Folha de S. Paulo


Refugiados, 'mar de lama' e a celeridade do governo

Em tempos de escassez de agenda positiva, a presidente Dilma Rousseff deveria se agarrar a dois trunfos brasileiros em política externa: o combate ao aquecimento global e a questão dos refugiados.

Os dois foram tema do discurso de Dilma na Assembleia-Geral da ONU, e o problema dos refugiados estará no centro das discussões da cúpula do G20, que começa no domingo em Antalya, na Turquia –país que abriga quase 3 milhões de sírios fugidos da guerra.

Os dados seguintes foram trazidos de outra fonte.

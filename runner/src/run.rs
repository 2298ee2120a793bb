use indexmap::IndexMap;
use sudslib::{dispatch::normalize, SoapBackend, SudsLibrary, Value};

use crate::{
    table::{Step, Variables},
    Error,
};

/// Executes table rows against a library, keeping variables between rows.
pub struct Runner<B: SoapBackend> {
    library: SudsLibrary<B>,
    variables: Variables,
}

impl<B: SoapBackend> Runner<B> {
    pub fn new(library: SudsLibrary<B>, curdir: &str) -> Self {
        Self {
            library,
            variables: Variables::new(curdir),
        }
    }

    pub fn library(&self) -> &SudsLibrary<B> {
        &self.library
    }

    /// Runs `steps` in order, stopping at the first failure.
    pub fn run_all(&mut self, steps: &[Step]) -> Result<(), Error> {
        for step in steps {
            self.run(step)?;
        }

        Ok(())
    }

    pub fn run(&mut self, step: &Step) -> Result<(), Error> {
        let args = step
            .args
            .iter()
            .map(|arg| self.variables.resolve(arg, step.line))
            .collect::<Result<Vec<_>, _>>()?;

        let span = tracing::info_span!("step", line = step.line, keyword = %step.keyword);
        let _entered = span.enter();

        let result = match self.builtin(step, &args)? {
            Some(result) => result,
            None => self
                .library
                .run_keyword(&step.keyword, &args)
                .map_err(|source| Error::Keyword {
                    line: step.line,
                    keyword: step.keyword.clone(),
                    source,
                })?,
        };

        if let Some(name) = &step.assign {
            let value = result.unwrap_or(Value::None);
            tracing::debug!(variable = %name, value = %value, "Assigned");
            self.variables.set(name.clone(), value);
        }

        Ok(())
    }

    /// Keywords the runner handles itself. `None` when `step` names a
    /// library keyword.
    fn builtin(&self, step: &Step, args: &[Value]) -> Result<Option<Option<Value>>, Error> {
        let fail = |message: String| Error::Assertion {
            line: step.line,
            message,
        };

        let result = match normalize(&step.keyword).as_str() {
            "createdictionary" => {
                let mut entries = IndexMap::new();
                for arg in args {
                    let arg = arg.to_string();
                    let (key, value) = arg.split_once('=').ok_or_else(|| Error::Table {
                        line: step.line,
                        message: format!("Dictionary item '{}' is not in key=value form", arg),
                    })?;
                    entries.insert(key.to_owned(), value.to_owned());
                }
                Some(Value::Dict(entries))
            }
            "log" => {
                for arg in args {
                    tracing::info!("{}", arg);
                }
                None
            }
            "shouldbeequal" => {
                let (first, second) = two(step, args)?;
                if first.to_string() != second.to_string() {
                    return Err(fail(format!("{} != {}", first, second)));
                }
                None
            }
            "shouldcontain" => {
                let (container, item) = two(step, args)?;
                if !container.to_string().contains(&item.to_string()) {
                    return Err(fail(format!("'{}' does not contain '{}'", container, item)));
                }
                None
            }
            _ => return Ok(None),
        };

        Ok(Some(result))
    }
}

fn two<'a>(step: &Step, args: &'a [Value]) -> Result<(&'a Value, &'a Value), Error> {
    match args {
        [first, second] => Ok((first, second)),
        _ => Err(Error::Table {
            line: step.line,
            message: format!(
                "Keyword '{}' expected 2 arguments, got {}",
                step.keyword,
                args.len()
            ),
        }),
    }
}
//! Pipe-separated keyword tables.
//!
//! ```text
//! | Create Client      | ${CURDIR}/billing.wsdl |
//! | ${reply} =         | Call Soap Method       | SendInvoice | ACME | 12 |
//! | Should Be Equal    | ${reply}               | INV-7       | # a comment |
//! ```

use indexmap::IndexMap;
use sudslib::Value;

use crate::Error;

/// One keyword row.
#[derive(Debug, Clone, PartialEq, Eq)]
pub struct Step {
    pub line: usize,
    /// Variable the keyword result is stored in.
    pub assign: Option<String>,
    pub keyword: String,
    pub args: Vec<String>,
}

/// Name of `cell` when it is exactly `${name}`.
fn variable_name(cell: &str) -> Option<&str> {
    cell.strip_prefix("${")?.strip_suffix('}')
}

fn assignment(cell: &str) -> Option<String> {
    let target = cell.strip_suffix('=')?.trim_end();
    variable_name(target).map(str::to_owned)
}

/// Reads every keyword row of `source`. Lines not starting with `|`, rows
/// whose first cell starts with `*` and empty rows are ignored.
pub fn parse(source: &str) -> Result<Vec<Step>, Error> {
    let mut steps = Vec::new();

    for (number, line) in source.lines().enumerate() {
        let line_number = number + 1;
        let line = line.trim();
        let row = match line.strip_prefix('|') {
            Some(row) => row,
            None => continue,
        };

        let mut cells: Vec<&str> = row
            .split('|')
            .map(str::trim)
            .take_while(|cell| !cell.starts_with('#'))
            .collect();

        while cells.last().map_or(false, |cell| cell.is_empty()) {
            cells.pop();
        }

        let first = match cells.first() {
            Some(first) if !first.starts_with('*') => *first,
            _ => continue,
        };

        let (assign, rest) = match assignment(first) {
            Some(name) => (Some(name), &cells[1..]),
            None => (None, &cells[..]),
        };

        let (keyword, args) = rest.split_first().ok_or_else(|| Error::Table {
            line: line_number,
            message: "Assignment without a keyword".to_owned(),
        })?;

        steps.push(Step {
            line: line_number,
            assign,
            keyword: (*keyword).to_owned(),
            args: args.iter().map(|arg| (*arg).to_owned()).collect(),
        });
    }

    Ok(steps)
}

/// Values stored by earlier rows, plus the built-in ones.
#[derive(Debug)]
pub struct Variables {
    values: IndexMap<String, Value>,
}

impl Variables {
    pub fn new(curdir: &str) -> Self {
        let mut values = IndexMap::new();
        values.insert("None".to_owned(), Value::None);
        values.insert("EMPTY".to_owned(), Value::Str(String::new()));
        values.insert("CURDIR".to_owned(), Value::Str(curdir.to_owned()));

        Self { values }
    }

    pub fn set(&mut self, name: impl Into<String>, value: Value) {
        self.values.insert(name.into(), value);
    }

    pub fn get(&self, name: &str) -> Option<&Value> {
        self.values.get(name)
    }

    /// Replaces variables in `cell`. A cell holding a single variable keeps
    /// the variable's value as is, anything else becomes a string.
    pub fn resolve(&self, cell: &str, line: usize) -> Result<Value, Error> {
        let unknown = |name: &str| Error::UnknownVariable {
            line,
            name: name.to_owned(),
        };

        if let Some(name) = variable_name(cell).filter(|name| !name.contains("${")) {
            return self.get(name).cloned().ok_or_else(|| unknown(name));
        }

        let mut resolved = String::new();
        let mut rest = cell;

        while let Some(start) = rest.find("${") {
            let end = rest[start..]
                .find('}')
                .map(|end| start + end)
                .ok_or_else(|| Error::Table {
                    line,
                    message: format!("Unterminated variable in '{}'", cell),
                })?;

            let name = &rest[start + 2..end];
            let value = self.get(name).ok_or_else(|| unknown(name))?;

            resolved.push_str(&rest[..start]);
            if !value.is_none() {
                resolved.push_str(&value.to_string());
            }
            rest = &rest[end + 1..];
        }

        resolved.push_str(rest);
        Ok(Value::Str(resolved))
    }
}

#[cfg(test)]
mod tests {
    use super::*;

    #[test]
    fn reads_keywords_assignments_and_comments() {
        let steps = parse(
            "*** Test Cases ***\n\
             plain text is ignored\n\
             | Create Client | billing.wsdl | | |\n\
             |  ${reply} =  | Call Soap Method | Ping | # trailing | comment |\n\
             | # commented out row |\n",
        )
        .unwrap();

        assert_eq!(
            steps,
            vec![
                Step {
                    line: 3,
                    assign: None,
                    keyword: "Create Client".to_owned(),
                    args: vec!["billing.wsdl".to_owned()],
                },
                Step {
                    line: 4,
                    assign: Some("reply".to_owned()),
                    keyword: "Call Soap Method".to_owned(),
                    args: vec!["Ping".to_owned()],
                },
            ]
        );
    }

    #[test]
    fn assignment_needs_a_keyword() {
        assert!(matches!(
            parse("| ${x} = |"),
            Err(Error::Table { line: 1, .. })
        ));
    }

    #[test]
    fn empty_cells_inside_a_row_are_kept() {
        let steps = parse("| Add Doctor Import | urn:a | | urn:b |").unwrap();
        assert_eq!(steps[0].args, vec!["urn:a", "", "urn:b"]);
    }

    #[test]
    fn substitutes_variables() {
        let mut variables = Variables::new("/suite");
        let mut fields = IndexMap::new();
        fields.insert("UserName".to_owned(), "ann".to_owned());
        variables.set("auth", Value::Dict(fields.clone()));
        variables.set("id", Value::from("7"));

        assert_eq!(variables.resolve("${auth}", 1).unwrap(), Value::Dict(fields));
        assert_eq!(variables.resolve("${None}", 1).unwrap(), Value::None);
        assert_eq!(variables.resolve("${EMPTY}", 1).unwrap(), Value::from(""));
        assert_eq!(
            variables.resolve("${CURDIR}/billing.wsdl", 1).unwrap(),
            Value::from("/suite/billing.wsdl")
        );
        assert_eq!(
            variables.resolve("INV-${id}${None}", 1).unwrap(),
            Value::from("INV-7")
        );
        assert_eq!(variables.resolve("plain", 1).unwrap(), Value::from("plain"));
    }

    #[test]
    fn unknown_and_unterminated_variables_fail() {
        let variables = Variables::new(".");

        assert!(matches!(
            variables.resolve("${missing}", 3),
            Err(Error::UnknownVariable { line: 3, ref name }) if name == "missing"
        ));
        assert!(matches!(
            variables.resolve("a ${b", 3),
            Err(Error::Table { line: 3, .. })
        ));
    }
}
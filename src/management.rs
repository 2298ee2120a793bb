use crate::{
    args::to_bool,
    backend::{ConstructOptions, ServiceProxy, SoapBackend},
    error::KeywordError,
    SudsLibrary,
};

use std::{fmt::Write, path::Path, sync::Arc};
use sudslib_soap::ClientOption;
use sudslib_wsdl::{Import, ImportDoctor};
use url::Url;

/// Turns a WSDL location into a URL. Strings with a scheme longer than one
/// character are URLs already; anything else must be an existing file.
pub fn resolve_source(url_or_path: &str) -> Result<String, KeywordError> {
    if let Ok(url) = Url::parse(url_or_path) {
        if url.scheme().len() > 1 {
            return Ok(url_or_path.to_owned());
        }
    }

    let not_found = || KeywordError::NotFound(format!("File '{}' not found.", url_or_path));

    let path = Path::new(url_or_path);
    if !path.is_file() {
        return Err(not_found());
    }

    let path = path.canonicalize().map_err(|_| not_found())?;
    Url::from_file_path(path)
        .map(String::from)
        .map_err(|()| not_found())
}

fn describe_imports(imports: &[Import]) -> String {
    let mut message = String::from("Using Imports for ImportDoctor:");

    for import in imports {
        let _ = write!(
            message,
            "\n   Namespace: '{}' Location: '{}'",
            import.namespace,
            import.location.as_deref().unwrap_or("None")
        );

        for namespace in &import.filter {
            let _ = write!(message, "\n      Filtering for namespace '{}'", namespace);
        }
    }

    message
}

impl<B: SoapBackend> SudsLibrary<B> {
    /// Loads the WSDL at the given URL or path and makes a client for it the
    /// current one. Returns the client's index.
    ///
    /// Imports added with `Add Doctor Import` are applied to this client and
    /// forgotten once it is registered. A failed creation keeps them.
    pub fn create_client(
        &mut self,
        url_or_path: &str,
        alias: Option<&str>,
        autoblend: &str,
    ) -> Result<usize, KeywordError> {
        let url = resolve_source(url_or_path)?;
        let autoblend = to_bool(autoblend)?;
        self.cache.check_alias(alias)?;

        let doctor = if self.imports.is_empty() {
            None
        } else {
            tracing::info!("{}", describe_imports(&self.imports));
            Some(ImportDoctor::new(self.imports.clone()))
        };

        let proxy = self.backend.construct(
            &url,
            ConstructOptions {
                autoblend,
                doctor,
                locations: self.options.schema_locations.clone(),
                timeout: self.options.timeout,
            },
        )?;

        let index = self.add_client(proxy, alias)?;
        self.imports.clear();
        Ok(index)
    }

    /// Registers an already constructed proxy as the current client.
    pub fn add_client(
        &mut self,
        mut proxy: B::Proxy,
        alias: Option<&str>,
    ) -> Result<usize, KeywordError> {
        self.cache.check_alias(alias)?;

        proxy.add_plugin(self.listener.clone());
        proxy.set_option(ClientOption::Faults(true));

        tracing::info!("Using WSDL at {}\n{}", proxy.wsdl_url(), proxy);

        let index = self.cache.register(proxy, alias)?;
        self.listener.set_active(true);
        Ok(index)
    }

    /// Makes the client with the given index or alias current. Strings of
    /// digits are always treated as indices.
    pub fn switch_client(&mut self, index_or_alias: &str) -> Result<(), KeywordError> {
        let handle = self.cache.switch(index_or_alias)?;
        self.listener.set_active(handle.logging_enabled());

        tracing::debug!(index = handle.index(), "Switched client");
        Ok(())
    }
}
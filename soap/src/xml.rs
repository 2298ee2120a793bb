use std::{
    fmt,
    io::{Cursor, Write},
};

pub use quick_xml::{events, Reader, Writer};

use events::{BytesEnd, BytesStart, BytesText, Event};

pub trait ToXml {
    fn to_xml<W: Write>(&self, writer: &mut Writer<W>) -> Result<(), quick_xml::Error>;
}

/// A loosely typed XML element: the object graph of a reply, or a
/// hand-built SOAP header.
#[derive(Debug, Clone, Default, PartialEq, Eq)]
pub struct Element {
    /// Name as written, including any prefix.
    pub name: String,
    pub attributes: Vec<(String, String)>,
    pub text: Option<String>,
    pub children: Vec<Element>,
}

impl Element {
    pub fn new(name: impl Into<String>) -> Self {
        Self {
            name: name.into(),
            ..Default::default()
        }
    }

    pub fn with_attribute(mut self, name: impl Into<String>, value: impl Into<String>) -> Self {
        self.attributes.push((name.into(), value.into()));
        self
    }

    pub fn with_text(mut self, text: impl Into<String>) -> Self {
        self.text = Some(text.into());
        self
    }

    pub fn with_child(mut self, child: Element) -> Self {
        self.children.push(child);
        self
    }

    pub fn local_name(&self) -> &str {
        self.name
            .split_once(':')
            .map_or(self.name.as_str(), |(_, name)| name)
    }

    /// First child with the given local name.
    pub fn child(&self, local_name: &str) -> Option<&Element> {
        self.children
            .iter()
            .find(|child| child.local_name() == local_name)
    }

    pub fn attribute(&self, name: &str) -> Option<&str> {
        self.attributes
            .iter()
            .find(|(key, _)| key == name)
            .map(|(_, value)| value.as_str())
    }

    /// Reads the root element of `xml`.
    pub fn parse(xml: &[u8]) -> Result<Self, quick_xml::Error> {
        let mut reader = Reader::from_reader(xml);
        reader.trim_text(true);

        let mut stack: Vec<Element> = Vec::new();
        let mut buffer = Vec::new();

        loop {
            match reader.read_event(&mut buffer)? {
                Event::Start(start) => stack.push(Self::from_start(&reader, &start)?),

                Event::Empty(start) => {
                    let element = Self::from_start(&reader, &start)?;
                    if let Some(root) = attach(&mut stack, element) {
                        return Ok(root);
                    }
                }

                Event::End(..) => {
                    if let Some(element) = stack.pop() {
                        if let Some(root) = attach(&mut stack, element) {
                            return Ok(root);
                        }
                    }
                }

                Event::Text(text) => {
                    if let Some(element) = stack.last_mut() {
                        element
                            .text
                            .get_or_insert_with(String::new)
                            .push_str(&text.unescape_and_decode(&reader)?);
                    }
                }

                Event::CData(text) => {
                    if let Some(element) = stack.last_mut() {
                        element
                            .text
                            .get_or_insert_with(String::new)
                            .push_str(&text.unescape_and_decode(&reader)?);
                    }
                }

                Event::Eof => {
                    return Err(quick_xml::Error::UnexpectedEof(
                        "document has no root element".into(),
                    ))
                }

                _ => (),
            }

            buffer.clear();
        }
    }

    fn from_start<B: std::io::BufRead>(
        reader: &Reader<B>,
        start: &BytesStart<'_>,
    ) -> Result<Self, quick_xml::Error> {
        let mut element = Self::new(reader.decode(start.name())?);

        for attribute in start.attributes() {
            let attribute = attribute?;
            element.attributes.push((
                reader.decode(attribute.key)?.to_owned(),
                attribute.unescape_and_decode_value(reader)?,
            ));
        }

        Ok(element)
    }

    pub fn to_xml_string(&self) -> Result<String, quick_xml::Error> {
        let mut writer = Writer::new(Cursor::new(Vec::new()));
        self.to_xml(&mut writer)?;
        Ok(String::from_utf8_lossy(&writer.into_inner().into_inner()).into_owned())
    }
}

fn attach(stack: &mut Vec<Element>, element: Element) -> Option<Element> {
    match stack.last_mut() {
        Some(parent) => {
            parent.children.push(element);
            None
        }
        None => Some(element),
    }
}

impl ToXml for Element {
    fn to_xml<W: Write>(&self, writer: &mut Writer<W>) -> Result<(), quick_xml::Error> {
        let start = BytesStart::borrowed_name(self.name.as_bytes()).with_attributes(
            self.attributes
                .iter()
                .map(|(key, value)| (key.as_str(), value.as_str())),
        );

        if self.text.is_none() && self.children.is_empty() {
            writer.write_event(Event::Empty(start))?;
            return Ok(());
        }

        writer.write_event(Event::Start(start))?;

        if let Some(text) = &self.text {
            writer.write_event(Event::Text(BytesText::from_plain_str(text)))?;
        }

        for child in &self.children {
            child.to_xml(writer)?;
        }

        writer.write_event(Event::End(BytesEnd::borrowed(self.name.as_bytes())))?;
        Ok(())
    }
}

impl fmt::Display for Element {
    fn fmt(&self, f: &mut fmt::Formatter<'_>) -> fmt::Result {
        let xml = self.to_xml_string().map_err(|_| fmt::Error)?;
        f.write_str(&xml)
    }
}
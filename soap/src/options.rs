use super::{
    plugin::MessagePlugin,
    transport::{HttpTransport, Transport, TransportOptions},
    xml::Element,
};

use indexmap::IndexMap;
use std::{fmt, sync::Arc, time::Duration};

/// Picks a service or port by position or by name.
#[derive(Debug, Clone, PartialEq, Eq)]
pub enum Selector {
    Index(usize),
    Name(String),
}

#[derive(Debug, Clone, PartialEq, Eq)]
pub enum SoapHeader {
    /// Written into the `Header` as is.
    Element(Element),
    /// Each entry becomes a `<name>value</name>` header element.
    Fields(IndexMap<String, String>),
}

#[derive(Debug, Clone)]
pub struct Options {
    pub service: Option<Selector>,
    pub port: Option<Selector>,
    pub proxy: IndexMap<String, String>,
    pub headers: IndexMap<String, String>,
    pub soapheaders: Vec<SoapHeader>,
    pub retxml: bool,
    pub faults: bool,
    pub timeout: Option<Duration>,
    pub transport: Arc<dyn Transport>,
    pub plugins: Vec<Arc<dyn MessagePlugin>>,
}

#[derive(Debug, Clone)]
pub enum ClientOption {
    Service(Selector),
    Port(Selector),
    Proxy(IndexMap<String, String>),
    Headers(IndexMap<String, String>),
    SoapHeaders(Vec<SoapHeader>),
    ReturnXml(bool),
    Faults(bool),
    Timeout(Option<Duration>),
    Transport(Arc<dyn Transport>),
}

impl Default for Options {
    fn default() -> Self {
        Self {
            service: None,
            port: None,
            proxy: IndexMap::new(),
            headers: IndexMap::new(),
            soapheaders: Vec::new(),
            retxml: false,
            faults: true,
            timeout: None,
            transport: Arc::new(HttpTransport),
            plugins: Vec::new(),
        }
    }
}

impl Options {
    pub fn apply(&mut self, option: ClientOption) {
        match option {
            ClientOption::Service(selector) => self.service = Some(selector),
            ClientOption::Port(selector) => self.port = Some(selector),
            ClientOption::Proxy(proxy) => self.proxy = proxy,
            ClientOption::Headers(headers) => self.headers = headers,
            ClientOption::SoapHeaders(headers) => self.soapheaders = headers,
            ClientOption::ReturnXml(retxml) => self.retxml = retxml,
            ClientOption::Faults(faults) => self.faults = faults,
            ClientOption::Timeout(timeout) => self.timeout = timeout,
            ClientOption::Transport(transport) => self.transport = transport,
        }
    }

    pub fn transport_options(&self) -> TransportOptions {
        TransportOptions {
            proxy: self.proxy.clone(),
            timeout: self.timeout,
        }
    }

    pub(crate) fn header_elements(&self) -> Vec<Element> {
        self.soapheaders
            .iter()
            .flat_map(|header| match header {
                SoapHeader::Element(element) => vec![element.clone()],
                SoapHeader::Fields(fields) => fields
                    .iter()
                    .map(|(name, value)| Element::new(name.as_str()).with_text(value.as_str()))
                    .collect(),
            })
            .collect()
    }
}

impl fmt::Display for Selector {
    fn fmt(&self, f: &mut fmt::Formatter<'_>) -> fmt::Result {
        match self {
            Self::Index(index) => write!(f, "{}", index),
            Self::Name(name) => write!(f, "'{}'", name),
        }
    }
}
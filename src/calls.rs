use crate::{
    args::{parse_selector, to_bool},
    backend::{ServiceProxy, SoapBackend},
    error::KeywordError,
    value::Value,
    SudsLibrary,
};

use sudslib_soap::{ClientOption, Response, Selector};

fn into_value(response: Response) -> Option<Value> {
    match response {
        Response::Xml(xml) => Some(Value::Str(xml)),
        Response::Body(body) => body.map(Value::Xml),
        Response::Fault(fault) => Some(Value::Str(fault.to_string())),
    }
}

impl<B: SoapBackend> SudsLibrary<B> {
    /// Calls `name` on the current client with positional arguments.
    ///
    /// Returns the reply envelope as text when `Set Return Xml` is on, else
    /// the reply body element. A SOAP fault fails the call.
    pub fn call_soap_method<S: AsRef<str>>(
        &self,
        name: &str,
        args: &[S],
    ) -> Result<Option<Value>, KeywordError> {
        let args: Vec<String> = args.iter().map(|arg| arg.as_ref().to_owned()).collect();
        let response = self.client()?.invoke(name, &args)?;
        Ok(into_value(response))
    }

    /// Like `Call Soap Method`, with the service and port given for this call
    /// only. `None` keeps the current selection.
    pub fn specific_soap_call<S: AsRef<str>>(
        &mut self,
        service: Option<&str>,
        port: Option<&str>,
        name: &str,
        args: &[S],
    ) -> Result<Option<Value>, KeywordError> {
        let service = service.map(parse_selector).transpose()?;
        let port = port.map(parse_selector).transpose()?;

        let client = self.client_mut()?;
        let options = client.options();
        let saved_service = options.service.clone().unwrap_or(Selector::Index(0));
        let saved_port = options.port.clone().unwrap_or(Selector::Index(0));

        if let Some(service) = service {
            client.set_option(ClientOption::Service(service));
        }
        if let Some(port) = port {
            client.set_option(ClientOption::Port(port));
        }

        let result = self.call_soap_method(name, args);

        let client = self.client_mut()?;
        client.set_option(ClientOption::Service(saved_service));
        client.set_option(ClientOption::Port(saved_port));

        result
    }

    /// Calls `name` and returns the fault message the server replies with.
    /// Fails if the call succeeds.
    pub fn call_soap_method_expecting_fault<S: AsRef<str>>(
        &mut self,
        name: &str,
        args: &[S],
    ) -> Result<Value, KeywordError> {
        let client = self.client_mut()?;
        let retxml = client.options().retxml;
        client.set_option(ClientOption::Faults(false));
        client.set_option(ClientOption::ReturnXml(false));

        let args: Vec<String> = args.iter().map(|arg| arg.as_ref().to_owned()).collect();
        let response = client.invoke(name, &args);

        client.set_option(ClientOption::Faults(true));
        client.set_option(ClientOption::ReturnXml(retxml));

        match response? {
            Response::Fault(fault) => {
                tracing::info!(code = %fault.code, "Server raised the expected fault");
                Ok(Value::Str(fault.string))
            }
            _ => Err(KeywordError::Assertion(
                "The server did not raise a fault.".to_owned(),
            )),
        }
    }

    /// Turns logging of sent and received envelopes on or off for the
    /// current client.
    pub fn set_soap_logging(&mut self, log: &str) -> Result<(), KeywordError> {
        let log = to_bool(log)?;
        self.cache.current_mut()?.set_logging_enabled(log);
        self.listener.set_active(log);
        Ok(())
    }

    /// The last envelope sent by any client of this library.
    pub fn get_last_sent(&self) -> Result<String, KeywordError> {
        self.listener
            .last_sent()
            .ok_or_else(|| KeywordError::State("No message sent yet".to_owned()))
    }

    /// The last reply received by any client of this library.
    pub fn get_last_received(&self) -> Result<String, KeywordError> {
        self.listener
            .last_received()
            .ok_or_else(|| KeywordError::State("No message received yet".to_owned()))
    }
}
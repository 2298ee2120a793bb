use std::sync::{
    atomic::{AtomicBool, Ordering},
    Mutex, PoisonError,
};
use sudslib_soap::MessagePlugin;

/// Installed on every client a library creates. Remembers the last exchange
/// and logs it while active.
#[derive(Debug)]
pub struct MessageListener {
    active: AtomicBool,
    last_sent: Mutex<Option<String>>,
    last_received: Mutex<Option<String>>,
}

impl MessageListener {
    pub fn new() -> Self {
        Self {
            active: AtomicBool::new(true),
            last_sent: Mutex::new(None),
            last_received: Mutex::new(None),
        }
    }

    pub fn is_active(&self) -> bool {
        self.active.load(Ordering::Relaxed)
    }

    pub fn set_active(&self, active: bool) {
        self.active.store(active, Ordering::Relaxed);
    }

    pub fn last_sent(&self) -> Option<String> {
        self.last_sent
            .lock()
            .unwrap_or_else(PoisonError::into_inner)
            .clone()
    }

    pub fn last_received(&self) -> Option<String> {
        self.last_received
            .lock()
            .unwrap_or_else(PoisonError::into_inner)
            .clone()
    }
}

impl Default for MessageListener {
    fn default() -> Self {
        Self::new()
    }
}

impl MessagePlugin for MessageListener {
    fn sending(&self, envelope: &[u8]) {
        let envelope = String::from_utf8_lossy(envelope).into_owned();

        if self.is_active() {
            tracing::info!(target: "sudslib::messages", "Sending:\n{}", envelope);
        }

        *self.last_sent.lock().unwrap_or_else(PoisonError::into_inner) = Some(envelope);
    }

    fn received(&self, reply: &[u8]) {
        let reply = String::from_utf8_lossy(reply).into_owned();

        if self.is_active() {
            tracing::info!(target: "sudslib::messages", "Received:\n{}", reply);
        }

        *self
            .last_received
            .lock()
            .unwrap_or_else(PoisonError::into_inner) = Some(reply);
    }
}

#[cfg(test)]
mod tests {
    use super::*;

    #[test]
    fn remembers_last_exchange_even_when_inactive() {
        let listener = MessageListener::new();
        assert!(listener.is_active());
        assert_eq!(listener.last_sent(), None);

        listener.set_active(false);
        listener.sending(b"<a/>");
        listener.received(b"<b/>");
        listener.sending(b"<c/>");

        assert_eq!(listener.last_sent().as_deref(), Some("<c/>"));
        assert_eq!(listener.last_received().as_deref(), Some("<b/>"));
    }
}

Estive na Turquia, no Iraque e na Síria em setembro. Os refugiados sírios estão em toda a parte: pedindo esmola nos faróis de Istambul, amontoados em campos de refugiados no norte do Iraque, trabalhando em hotéis em Erbil, tentando emigrar na fronteira entre Síria e Turquia.

O governo brasileiro teve dois acertos na área: estendeu por mais dois anos a concessão de vistos humanitários para os sírios e concedeu a 43.781 imigrantes haitianos que moram no Brasil o direito de solicitar residência permanente no país.

Agora, seria hora de incentivar ainda mais a entrada dos refugiados, que estão sendo rechaçados na Europa, enquanto a guerra na Síria fica cada vez mais sangrenta.

O visto humanitário exige menos documentos que o visto comum, que exige passagem de volta, comprovante de renda e outros papéis.

O refugiado precisa apenas mostrar um documento de identificação e comprovar ser de "nacionalidade afetada pelo conflito sírio".

Quando chega ao Brasil com o visto humanitário, o refugiado faz um pedido de refúgio. Enquanto aguarda a análise do Conare, órgão que decide se o imigrante é, de fato, refugiado, ele pode trabalhar e usar escolas e hospitais públicos.

Embora a presidente Dilma venha repetindo que o Brasil "está de braços abertos" para os refugiados, nossa participação no acolhimento ainda é minúscula.

Desde 2013, foram emitidos cerca de 7.000 vistos humanitários para os sírios. Segundo o Ministério da Justiça, 2.097 refugiados sírios (que conseguiram o status de refugiados) vivem no país atualmente –trata-se do maior grupo entre os 8.530 refugiados

O Canadá deu um ótimo exemplo: o recém-eleito primeiro-ministro Justin Trudeau está honrando sua promessa de acolher 25 mil refugiados sírios até o fim do ano (prazo um tanto exíguo para tal feito, mas, em todo caso).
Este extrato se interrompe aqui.